Figure 1

The characteristics of the IEC#17. The IEC#17 monolayers were cultured in a differentiation medium from day 2. (A, B) IEC#17 cells were collected at the indicated time points. Relative mRNA expression of the indicated genes in IEC#17 during the course of differentiation (days 2, 4, and 6) were determined by qRT-PCR and normalized against the expression of GAPDH. Each result was normalized by the expression level at two-day after differentiation. Each value is representative of at least three independent experiments and is shown as the mean ± SD from three wells of cells of each culture group. The significant differences were determined using one-way ANOVA. (A) The transcription of the major intestinal markers was measured using qRT-PCR. We included LYZ, SI, CHGA, VIL1, LGR5 and MUC2 which is the marker of Paneth cell, enterocyte, enteroendocrine cell, IEC, stem cell and goblet cell, respectively. (B) The transcription of the major host factors important for SARS-CoV-2 infection was measured using qRT-PCR. We included ACE2, FURIN, CTSL, TMPRSS2 and TMPRSS4. (C) Schematic diagrams of the immunostaining analysis.

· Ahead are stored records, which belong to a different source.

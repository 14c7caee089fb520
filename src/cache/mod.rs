//! Cache Module
//!
//! Provides the in-memory table with FIFO eviction under an entry-count or
//! byte-size capacity.

mod capacity;
mod entry;
mod fifo;
mod size;
mod stats;
mod table;

#[cfg(test)]
mod property_tests;

// Re-export public types
pub use capacity::Capacity;
pub use entry::CacheEntry;
pub use fifo::FifoTracker;
pub use size::ByteSize;
pub use stats::CacheStats;
pub use table::MemoryTable;
//! User storage
//!
//! The session layer only talks to [`UserRepository`]; the in-memory store backs tests
//! and development, the SQLite store backs real deployments.

#[cfg(feature = "sqlite")]
pub mod database;
pub mod memory;
pub mod profile;

#[cfg(feature = "sqlite")]
pub use database::SqliteUserRepository;
pub use memory::InMemoryUserRepository;
pub use profile::ProfileService;

use crate::error::AuthError;
use async_trait::async_trait;
use chrono::{DateTime, Utc};
use sessionkit_core::UserProfile;
use uuid::Uuid;

/// A stored user account, including its password hash
#[derive(Debug, Clone, PartialEq)]
pub struct Identity {
    pub id: Uuid,
    pub email: String,
    pub password_hash: String,
    pub first_name: Option<String>,
    pub last_name: Option<String>,
    pub is_active: bool,
    pub created_at: DateTime<Utc>,
    pub updated_at: Option<DateTime<Utc>>,
}

impl Identity {
    /// New active account with a fresh ID
    pub fn new(
        email: String,
        password_hash: String,
        first_name: Option<String>,
        last_name: Option<String>,
    ) -> Self {
        Self {
            id: Uuid::new_v4(),
            email,
            password_hash,
            first_name,
            last_name,
            is_active: true,
            created_at: Utc::now(),
            updated_at: None,
        }
    }

    /// Public view of the account
    pub fn to_profile(&self) -> UserProfile {
        UserProfile {
            id: self.id,
            email: self.email.clone(),
            first_name: self.first_name.clone().unwrap_or_default(),
            last_name: self.last_name.clone().unwrap_or_default(),
            is_active: self.is_active,
        }
    }
}

/// Lookup and persistence of user accounts
#[async_trait]
pub trait UserRepository: Send + Sync {
    async fn find_by_email(&self, email: &str) -> Result<Option<Identity>, AuthError>;

    async fn email_exists(&self, email: &str) -> Result<bool, AuthError>;

    async fn find_by_id(&self, id: Uuid) -> Result<Option<Identity>, AuthError>;

    /// Insert a new account; `EmailTaken` if the email is already registered
    async fn create(&self, identity: Identity) -> Result<Identity, AuthError>;

    /// Overwrite an existing account and return what was stored; `UserNotFound` if it
    /// does not exist
    async fn update(&self, identity: Identity) -> Result<Identity, AuthError>;
}

#[cfg(test)]
mod tests {
    use super::*;

    #[test]
    fn test_profile_fills_missing_names() {
        let identity = Identity::new(
            "a@b.com".to_string(),
            "hash".to_string(),
            Some("Ada".to_string()),
            None,
        );

        let profile = identity.to_profile();
        assert_eq!(profile.id, identity.id);
        assert_eq!(profile.first_name, "Ada");
        assert_eq!(profile.last_name, "");
        assert!(profile.is_active);
    }
}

The black arrow indicates the direction from which the photograph was taken. (D) The protein expressions of ZO-1, ACE2, and TMPRSS2 in IEC#17 monolayers were visualized by immunofluorescence. IEC#17 monolayers were fixed and stained at the indicated time points. The scale bar indicates 50 µm. (E) The protein expressions of ACE2 in IEC#17 monolayers with polarity were visualized by immunofluorescence. The photo was taken from vertical angle at six-day after differentiation. The white broken bar indicates Transwell membranes. *0.01 < P < 0.05; **0.005 < P < 0.01; ***P < 0.005.